MNPs prepared by combination of iron oxides with other metal oxides possess improved properties for bioconjugation. Oxides that exhibit specific affinity to certain functional groups of interest are selected in this type of applications. For example, Fe3O4@TiO2 nanoparticles were used to develop two different configurations of electrochemical immunosensors for determining phosphorylated butyrylcholinesterase (OP-BChE), a biomarker of the exposure to organophosphorous pesticides (OP), in human plasma [79,80]. The magnetic nanomaterial was synthesized by a hydrothermal method and demonstrated a high selectivity for immobilizing the target OP-BChE by binding between the OP moiety and TiO2. Using this strategy, a first alternative consisted in the use of quantum dots (QDs)-tagged anti-BChE to prepare a sandwich-like complex, Fe3O4@TiO2/OP-BChE-anti-BChE-QDs, that can be magnetically isolated from the sample solutions and retained onto a SPCE. The cadmium from QDs can be detected by stripping SWV after platting the electrode surface with a film of bismuth. This immunosensor yielded a linear response for OP-BChE from 0.02 to 10 nM, with a LOD value of 0.01 nM [79]. More recently, the same group presented a disposable test-strip electrochemical immunosensor for determining OP–BChE where Fe3O4@TiO2 nanoparticles were adsorbed onto a test trip (Figure 5) and used to capture the target OP–BChE. Furthermore, recognition was made by using HRP and anti-BChE co-immobilized onto AuNPs. Once the sample solution containing OP-BChE migrates through the whole strip by capillary action, the test zone containing the immunocomplex is cutting to the SPCE cell, and detection by SWV is performed after addition of thionine and H2O2 [80].

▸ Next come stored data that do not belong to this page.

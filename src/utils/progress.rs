//! Structured progress and message reporting.
//!
//! The update engine never prints; it emits structured events through the
//! hooks defined here, and the CLI decides how to render them. Hooks must be
//! non-blocking — the [`CliReporter`] only touches in-memory indicatif
//! state and buffered terminal writes.

use crate::config::OutputLevel;
use colored::Colorize;
use indicatif::{ProgressBar, ProgressStyle};
use std::sync::{Arc, Mutex};

/// Severity of a message emitted by the engine.
#[derive(Debug, Clone, Copy, PartialEq, Eq)]
pub enum MessageLevel {
    /// Normal operator-facing status line.
    Default,
    /// Detail shown only in debug output.
    Debug,
}

/// Snapshot of an in-flight download.
#[derive(Debug, Clone)]
pub struct DownloadProgress {
    /// App the artifact belongs to.
    pub app: String,
    /// Bytes written so far.
    pub downloaded: u64,
    /// Total size when the server announced one.
    pub total: Option<u64>,
    /// Set on the final notification.
    pub done: bool,
}

/// Non-blocking message callback.
pub type MessageHook = Arc<dyn Fn(MessageLevel, &str) + Send + Sync>;

/// Non-blocking download-progress callback.
pub type ProgressHook = Arc<dyn Fn(&DownloadProgress) + Send + Sync>;

/// Terminal renderer wiring engine hooks to colored status lines and an
/// indicatif byte-progress bar.
#[derive(Clone)]
pub struct CliReporter {
    level: OutputLevel,
    progress_enabled: bool,
    bar: Arc<Mutex<Option<ProgressBar>>>,
}

impl CliReporter {
    /// Build a reporter for the given output level; `no_progress` disables
    /// the animated bar (useful for CI logs and pipes).
    pub fn new(level: OutputLevel, no_progress: bool) -> Self {
        Self {
            level,
            progress_enabled: !no_progress,
            bar: Arc::new(Mutex::new(None)),
        }
    }

    /// Print an operator-facing status line, honoring the output level.
    pub fn message(&self, level: MessageLevel, text: &str) {
        match self.level {
            OutputLevel::Silent => return,
            OutputLevel::Default if level == MessageLevel::Debug => return,
            _ => {}
        }
        self.clear_bar();
        match level {
            MessageLevel::Debug => println!("{}", format!("[dbg] {text}").cyan()),
            MessageLevel::Default => {
                if text.starts_with("[ok]") {
                    println!("{}", text.green());
                } else {
                    println!("{text}");
                }
            }
        }
    }

    /// Print an error line to stderr; errors are never silenced.
    pub fn error(&self, text: &str) {
        self.clear_bar();
        eprintln!("{}", format!("[err] {text}").red());
    }

    /// Render a download-progress snapshot.
    pub fn progress(&self, progress: &DownloadProgress) {
        if !self.progress_enabled || self.level == OutputLevel::Silent {
            return;
        }
        let mut slot = self.bar.lock().unwrap();
        if progress.done {
            if let Some(bar) = slot.take() {
                bar.finish_and_clear();
            }
            return;
        }
        let bar = slot.get_or_insert_with(|| {
            let bar = match progress.total {
                Some(total) => {
                    let bar = ProgressBar::new(total);
                    bar.set_style(
                        ProgressStyle::with_template(
                            "{prefix} [{bar:24}] {bytes}/{total_bytes}",
                        )
                        .unwrap()
                        .progress_chars("=. "),
                    );
                    bar
                }
                None => {
                    let bar = ProgressBar::new_spinner();
                    bar.set_style(
                        ProgressStyle::with_template("{prefix} {bytes}").unwrap(),
                    );
                    bar
                }
            };
            bar.set_prefix(format!("downloading {}", progress.app));
            bar
        });
        bar.set_position(progress.downloaded);
    }

    /// Message hook adapter for the update engine.
    pub fn message_hook(&self) -> MessageHook {
        let reporter = self.clone();
        Arc::new(move |level: MessageLevel, text: &str| reporter.message(level, text))
    }

    /// Progress hook adapter for the update engine.
    pub fn progress_hook(&self) -> ProgressHook {
        let reporter = self.clone();
        Arc::new(move |progress: &DownloadProgress| reporter.progress(progress))
    }

    fn clear_bar(&self) {
        if let Some(bar) = self.bar.lock().unwrap().take() {
            bar.finish_and_clear();
        }
    }
}
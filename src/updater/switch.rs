//! Atomic retargeting of an app's `current` pointer.
//!
//! `current` is preferably a directory junction (Windows) or symlink; where
//! link creation is unavailable or fails, it degrades to a plain directory
//! holding a single marker file whose contents name the absolute target.
//! Readers must accept both forms, trying link resolution first and the
//! marker second.

use crate::constants::CURRENT_MARKER_FILE;
use anyhow::{Context, Result};
use std::fs;
use std::io;
use std::path::{Path, PathBuf};

/// Point `current_path` at `target`, replacing whatever was there.
pub fn switch_current(current_path: &Path, target: &Path) -> Result<()> {
    switch_current_with(current_path, target, create_link)
}

/// Re-point `current_path` at the previously recorded target.
///
/// A transaction that never had a previous target (first install) has
/// nothing to restore.
pub fn rollback_current(current_path: &Path, prev_target: Option<&Path>) -> Result<()> {
    match prev_target {
        Some(prev) => switch_current(current_path, prev),
        None => Ok(()),
    }
}

/// Resolve the target a `current` pointer names, or `None` when no pointer
/// exists yet. Link resolution is tried first, then the marker file; marker
/// contents have trailing whitespace ignored.
pub fn resolve_current_target(current_path: &Path) -> Result<Option<PathBuf>> {
    if let Ok(link) = fs::read_link(current_path) {
        return Ok(Some(link));
    }
    let marker = current_path.join(CURRENT_MARKER_FILE);
    match fs::read_to_string(&marker) {
        Ok(raw) => Ok(Some(PathBuf::from(raw.trim_end()))),
        Err(err) if err.kind() == io::ErrorKind::NotFound => Ok(None),
        Err(err) => {
            Err(err).with_context(|| format!("read current marker: {}", marker.display()))
        }
    }
}

fn switch_current_with<F>(current_path: &Path, target: &Path, link: F) -> Result<()>
where
    F: Fn(&Path, &Path) -> io::Result<()>,
{
    remove_pointer(current_path)?;

    if link(current_path, target).is_ok() {
        return Ok(());
    }

    // Marker-directory fallback for platforms or filesystems where link
    // creation is unavailable.
    fs::create_dir_all(current_path)
        .with_context(|| format!("create current dir: {}", current_path.display()))?;
    let marker = current_path.join(CURRENT_MARKER_FILE);
    fs::write(&marker, target.as_os_str().as_encoded_bytes())
        .with_context(|| format!("write current marker: {}", marker.display()))
}

/// Remove an existing `current` pointer without following it.
fn remove_pointer(current_path: &Path) -> Result<()> {
    let meta = match fs::symlink_metadata(current_path) {
        Ok(meta) => meta,
        Err(err) if err.kind() == io::ErrorKind::NotFound => return Ok(()),
        Err(err) => {
            return Err(err)
                .with_context(|| format!("stat current: {}", current_path.display()));
        }
    };
    let result = if meta.file_type().is_symlink() {
        remove_link(current_path)
    } else if meta.is_dir() {
        fs::remove_dir_all(current_path)
    } else {
        fs::remove_file(current_path)
    };
    result.with_context(|| format!("remove current: {}", current_path.display()))
}

#[cfg(unix)]
fn remove_link(path: &Path) -> io::Result<()> {
    fs::remove_file(path)
}

#[cfg(windows)]
fn remove_link(path: &Path) -> io::Result<()> {
    // Directory junctions and directory symlinks unlink as directories.
    fs::remove_dir(path).or_else(|_| fs::remove_file(path))
}

#[cfg(unix)]
fn create_link(current_path: &Path, target: &Path) -> io::Result<()> {
    if let Some(parent) = current_path.parent() {
        fs::create_dir_all(parent)?;
    }
    std::os::unix::fs::symlink(target, current_path)
}

#[cfg(windows)]
fn create_link(current_path: &Path, target: &Path) -> io::Result<()> {
    if let Some(parent) = current_path.parent() {
        fs::create_dir_all(parent)?;
    }
    // Junctions do not require elevated privileges, unlike symlinks.
    let output = std::process::Command::new("cmd")
        .args(["/c", "mklink", "/J"])
        .arg(current_path)
        .arg(target)
        .output()?;
    if !output.status.success() {
        return Err(io::Error::other(format!(
            "mklink junction failed: {}",
            String::from_utf8_lossy(&output.stderr).trim()
        )));
    }
    Ok(())
}

#[cfg(test)]
mod tests {
    use super::*;
    use tempfile::TempDir;

    #[test]
    fn switch_and_resolve_round_trip() {
        let dir = TempDir::new().unwrap();
        let target = dir.path().join("v1.37.0-1");
        fs::create_dir_all(&target).unwrap();
        let current = dir.path().join("current");

        switch_current(&current, &target).unwrap();
        assert_eq!(resolve_current_target(&current).unwrap(), Some(target));
    }

    #[test]
    fn switch_replaces_existing_pointer() {
        let dir = TempDir::new().unwrap();
        let v1 = dir.path().join("v1");
        let v2 = dir.path().join("v2");
        fs::create_dir_all(&v1).unwrap();
        fs::create_dir_all(&v2).unwrap();
        let current = dir.path().join("current");

        switch_current(&current, &v1).unwrap();
        switch_current(&current, &v2).unwrap();
        assert_eq!(resolve_current_target(&current).unwrap(), Some(v2));
        // The old target itself is untouched.
        assert!(v1.exists());
    }

    #[test]
    fn falls_back_to_marker_when_link_creation_fails() {
        let dir = TempDir::new().unwrap();
        let target = dir.path().join("v1");
        fs::create_dir_all(&target).unwrap();
        let current = dir.path().join("current");

        switch_current_with(&current, &target, |_, _| {
            Err(io::Error::other("force fallback"))
        })
        .unwrap();

        let marker = current.join(CURRENT_MARKER_FILE);
        assert!(marker.exists());
        assert_eq!(resolve_current_target(&current).unwrap(), Some(target));
    }

    #[test]
    fn marker_contents_ignore_trailing_whitespace() {
        let dir = TempDir::new().unwrap();
        let current = dir.path().join("current");
        fs::create_dir_all(&current).unwrap();
        fs::write(current.join(CURRENT_MARKER_FILE), "/apps/demo/v1\n").unwrap();

        assert_eq!(
            resolve_current_target(&current).unwrap(),
            Some(PathBuf::from("/apps/demo/v1"))
        );
    }

    #[test]
    fn missing_pointer_resolves_to_none() {
        let dir = TempDir::new().unwrap();
        assert_eq!(resolve_current_target(&dir.path().join("current")).unwrap(), None);
    }

    #[test]
    fn rollback_without_previous_target_is_a_no_op() {
        let dir = TempDir::new().unwrap();
        rollback_current(&dir.path().join("current"), None).unwrap();
        assert!(!dir.path().join("current").exists());
    }
}
//! Retention sweep over old version directories.

use anyhow::{Context, Result};
use std::fs;
use std::path::Path;
use std::time::SystemTime;

/// Remove `v*` directories beyond the retention count.
///
/// The directory backing `current_version` is never a candidate. Remaining
/// candidates are ranked by modification time, newest first, and everything
/// past `keep_versions` is deleted.
pub fn cleanup_old_versions(app_dir: &Path, current_version: &str, keep_versions: u32) -> Result<()> {
    let entries = fs::read_dir(app_dir)
        .with_context(|| format!("read app directory for cleanup: {}", app_dir.display()))?;

    let current_dir_name = format!("v{current_version}");
    let mut old: Vec<(String, SystemTime)> = Vec::new();
    for entry in entries {
        let entry = entry.context("read app directory entry")?;
        let name = entry.file_name().to_string_lossy().into_owned();
        if !name.starts_with('v') || name == current_dir_name {
            continue;
        }
        let Ok(meta) = entry.metadata() else { continue };
        if !meta.is_dir() {
            continue;
        }
        let modified = meta.modified().unwrap_or(SystemTime::UNIX_EPOCH);
        old.push((name, modified));
    }

    let keep = keep_versions as usize;
    if old.len() <= keep {
        return Ok(());
    }
    old.sort_by(|a, b| b.1.cmp(&a.1));
    for (name, _) in old.drain(keep..) {
        let victim = app_dir.join(&name);
        fs::remove_dir_all(&victim)
            .with_context(|| format!("remove old version {}", victim.display()))?;
        tracing::debug!("removed old version directory {}", victim.display());
    }
    Ok(())
}
//! CLI entry point: argument parsing, tracing setup, error display, exit
//! code mapping.

use appstract::cli::Cli;
use clap::Parser;
use colored::Colorize;
use tracing_subscriber::{layer::SubscriberExt, util::SubscriberInitExt};

#[tokio::main]
async fn main() {
    let cli = Cli::parse();

    tracing_subscriber::registry()
        .with(tracing_subscriber::fmt::layer().with_target(false))
        .with(
            tracing_subscriber::EnvFilter::try_from_default_env()
                .unwrap_or_else(|_| tracing_subscriber::EnvFilter::new(cli.log_level())),
        )
        .init();

    #[cfg(windows)]
    colored::control::set_virtual_terminal(true).ok();

    if let Err(err) = cli.execute().await {
        eprintln!("{}", format!("[err] {err:#}").red());
        std::process::exit(1);
    }
}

Fe3O4@SiO2 nanoparticles constitute a variety of magnetic material with specific properties. Silica coating facilitates the dispersion of MNPs in aqueous solution by shielding the dipolar attraction between the nanoparticles and, moreover, it makes them more biocompatible and easier to bioconjugate. Ge et al. [81] used Fe3O4@SiO2 as signal labels in the preparation of an electrochemical immunosensor for microcystin-LR. A gold-nanoparticles-modified porous paper (Au-PW) was prepared resulting as interconnected AuNPs layers on the surface of cellulose fibers. Then, they were azide-functionalized using 1-azidoundecan-11-thiol and used as solid support to immobilize an alkyne-end-terminated antibody (Ab1) by a click reaction. Separately, azide-functionalized Fe3O4@SiO2NPs were prepared and used to immobilize both alkyne secondary antibody (Ab2) and alkyne-HRP. A sandwich-type immunoassay was employed and the electrochemical detection was carried out by placing the reaction zone of the Au-PW support on the active surface of a SPCE. The linear dependence ranged between 0.01 and 200 μg·mL−1, and the LOD value was 0.004 μg·mL−1.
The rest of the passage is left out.